Nobody wants to buy a $1,000 iPhone, Barclays says

Key Points
  • Only 11 percent of Barclays survey respondents are interested in an iPhone that costs more than $1,000
  • 18 percent of consumers who already own an iPhone are willing to spend more than $1,000
  • Most consumers want to spend $582 on a new phone
Apple CEO Tim Cook speaks during a product launch event on October 27, 2016, in Cupertino, California.
Stephen Lam | Getty Images

Barclays has bad news for Apple if it decides to price the its upcoming high-end iPhone at more than $1,000.

In an investor note, Barclays said that just 11 percent of its survey respondents would spend more than $1,000 on an iPhone. Most folks only want to spend $582, or $48.50 per month on a 12-month device installment plan.

The tables turn a hair in Apple's favor among current iPhone owners — 18 percent of consumers who already own an iPhone are willing to spend more than $1,000, Barclays said.

This could spell bad news for Apple. Reports have suggested its new iPhone 8 will cost $1,200 or even as much as $1,400.

Here's why investors might not need to worry, though: Apple's most high-end iPhone 7 Plus, already on the market, costs more than $1,000 after taxes. Also, Apple is expected to offer two other devices, perhaps named the iPhone 7s and iPhone 7s Plus, alongside the iPhone 8. That would help it attract consumers who might not want to spend $1,000 or more on the most expensive iPhone.

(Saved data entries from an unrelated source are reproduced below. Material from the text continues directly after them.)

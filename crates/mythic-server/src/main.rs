use std::sync::Arc;
use std::time::Duration;

use tracing_subscriber::EnvFilter;

use mythic_core::player::{PlayerId, PlayerRecord};
use mythic_server::SessionServer;
use mythic_server::config::ServerConfig;
use mythic_server::state::Services;
use mythic_server::store::MemoryStore;

fn init_tracing() {
    let filter = EnvFilter::try_from_default_env().unwrap_or_else(|_| EnvFilter::new("info"));
    let json = std::env::var("MYTHIC_LOG_FORMAT").is_ok_and(|v| v.eq_ignore_ascii_case("json"));
    if json {
        tracing_subscriber::fmt().json().with_env_filter(filter).init();
    } else {
        tracing_subscriber::fmt().with_env_filter(filter).init();
    }
}

/// Resolves on Ctrl-C, SIGTERM or SIGHUP.
async fn shutdown_signal() {
    #[cfg(unix)]
    {
        use tokio::signal::unix::{SignalKind, signal};
        let (Ok(mut term), Ok(mut hup)) = (signal(SignalKind::terminate()), signal(SignalKind::hangup()))
        else {
            tracing::warn!("Failed to install unix signal handlers, only Ctrl-C stops the server");
            let _ = tokio::signal::ctrl_c().await;
            return;
        };
        tokio::select! {
            _ = tokio::signal::ctrl_c() => {},
            _ = term.recv() => {},
            _ = hup.recv() => {},
        }
    }
    #[cfg(not(unix))]
    {
        let _ = tokio::signal::ctrl_c().await;
    }
}

#[tokio::main]
async fn main() {
    init_tracing();

    let fatal = mythic_server::shutdown_on_panic();

    let config = ServerConfig::load();
    config.validate();

    let store = Arc::new(MemoryStore::new());
    for id in &config.store.seed_players {
        store.insert_player(PlayerRecord::new(PlayerId::new(id.clone())));
    }
    if !config.store.seed_players.is_empty() {
        tracing::info!(count = config.store.seed_players.len(), "Seeded players");
    }

    let services = Services::from_config(&config, store);
    let grace = Duration::from_secs(config.shutdown.grace_secs);

    let server = match SessionServer::start(config, services).await {
        Ok(server) => server,
        Err(e) => {
            tracing::error!(error = %e, "Failed to start server");
            std::process::exit(1);
        },
    };

    tokio::select! {
        _ = shutdown_signal() => tracing::info!("Shutdown signal received"),
        _ = fatal.cancelled() => tracing::error!("Fatal error, shutting down"),
    }

    tokio::select! {
        _ = server.stop() => tracing::info!("Shutdown complete"),
        _ = tokio::time::sleep(grace) => {
            tracing::error!(grace_secs = grace.as_secs(), "Graceful shutdown timed out");
            std::process::exit(1);
        },
        _ = shutdown_signal() => {
            tracing::warn!("Second signal received, exiting immediately");
            std::process::exit(1);
        },
    }
}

Also, Barclays said that, on a global scale, "85 percent of respondents are willing to pay more for the newest generation smartphone device, which could help dispel the bear thesis that very few consumers will purchase a new smartphone without carrier or other subsidies."

And speaking of subsidies, Apple may help attract consumers with sticker shock using its iPhone Upgrade program. This allows iPhone owners to trade in their current device toward the purchase of a new iPhone every 12 months.